§ Task prompt: Your answer must consist of every line from the data below that includes the word "Deserialize".

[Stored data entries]

# # # #

//! # Pricing Rules
//!
//! Everything the cart derives from its subtotal.
//!
//! ```text
//! ┌─────────────────────────────────────────────────────────────────────────┐
//! │  subtotal = Σ unit_price × quantity                                     │
//! │                                                                         │
//! │  delivery = 0             if subtotal >= ₹999                           │
//! │           = ₹50           otherwise                                     │
//! │                                                                         │
//! │  tax      = round(subtotal × 18%)                                       │
//! │                                                                         │
//! │  total    = subtotal + delivery + tax                                   │
//! └─────────────────────────────────────────────────────────────────────────┘
//! ```
//!
//! Nothing here is stored. Totals are recomputed from the line items on every
//! read.

use serde::{Deserialize, Serialize};
use ts_rs::TS;

use crate::money::Money;
use crate::{FLAT_DELIVERY_FEE, FREE_DELIVERY_THRESHOLD, TAX_RATE};

/// Delivery fee for a given subtotal.
///
/// ## Example
/// ```rust
/// use grooso_core::money::Money;
/// use grooso_core::pricing::delivery_fee;
///
/// assert_eq!(delivery_fee(Money::from_rupees(999)).rupees(), 0);
/// assert_eq!(delivery_fee(Money::from_rupees(998)).rupees(), 50);
/// ```
pub fn delivery_fee(subtotal: Money) -> Money {
    if subtotal >= FREE_DELIVERY_THRESHOLD {
        Money::zero()
    } else {
        FLAT_DELIVERY_FEE
    }
}

/// GST on a subtotal, rounded to whole rupees.
pub fn tax(subtotal: Money) -> Money {
    subtotal.calculate_tax(TAX_RATE)
}

/// Grand total: subtotal + delivery fee + tax.
pub fn total(subtotal: Money) -> Money {
    subtotal + delivery_fee(subtotal) + tax(subtotal)
}

/// How much more the customer must add to qualify for free delivery.
///
/// Zero once the threshold is reached.
pub fn amount_until_free_delivery(subtotal: Money) -> Money {
    (FREE_DELIVERY_THRESHOLD - subtotal).non_negative()
}

/// Cart totals summary for responses and order snapshots.
#[derive(Debug, Clone, Copy, PartialEq, Eq, Serialize, Deserialize, TS)]
#[ts(export)]
#[serde(rename_all = "camelCase")]
pub struct CartTotals {
    /// Sum of quantities across all lines.
    pub item_count: u64,
    /// Number of distinct products.
    pub line_count: usize,
    pub subtotal: Money,
    pub delivery_fee: Money,
    pub tax: Money,
    pub total: Money,
    /// Σ (original − unit price) × quantity.
    pub savings: Money,
    pub amount_until_free_delivery: Money,
}

// =============================================================================
// Unit Tests
// =============================================================================

#[cfg(test)]
mod tests {
    use super::*;

    #[test]
    fn test_pricing_example() {
        let subtotal = Money::from_rupees(500);
        assert_eq!(delivery_fee(subtotal).rupees(), 50);
        assert_eq!(tax(subtotal).rupees(), 90);
        assert_eq!(total(subtotal).rupees(), 640);
    }

    #[test]
    fn test_free_delivery_boundary() {
        assert_eq!(delivery_fee(Money::from_rupees(999)), Money::zero());
        assert_eq!(delivery_fee(Money::from_rupees(998)).rupees(), 50);
        assert_eq!(delivery_fee(Money::from_rupees(44990)), Money::zero());
    }

    #[test]
    fn test_empty_subtotal_still_charges_delivery() {
        // An empty cart is below the threshold; callers hide totals for empty carts.
        let subtotal = Money::zero();
        assert_eq!(delivery_fee(subtotal).rupees(), 50);
        assert_eq!(tax(subtotal), Money::zero());
        assert_eq!(total(subtotal).rupees(), 50);
    }

    #[test]
    fn test_total_above_threshold() {
        // 1299 + 0 + round(233.82) = 1299 + 234
        assert_eq!(total(Money::from_rupees(1299)).rupees(), 1533);
    }

    #[test]
    fn test_amount_until_free_delivery() {
        assert_eq!(amount_until_free_delivery(Money::from_rupees(500)).rupees(), 499);
        assert_eq!(amount_until_free_delivery(Money::from_rupees(999)), Money::zero());
        assert_eq!(amount_until_free_delivery(Money::from_rupees(5000)), Money::zero());
    }
}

# # # #

§ Output:
use serde::{Deserialize, Serialize};
#[derive(Debug, Clone, Copy, PartialEq, Eq, Serialize, Deserialize, TS)]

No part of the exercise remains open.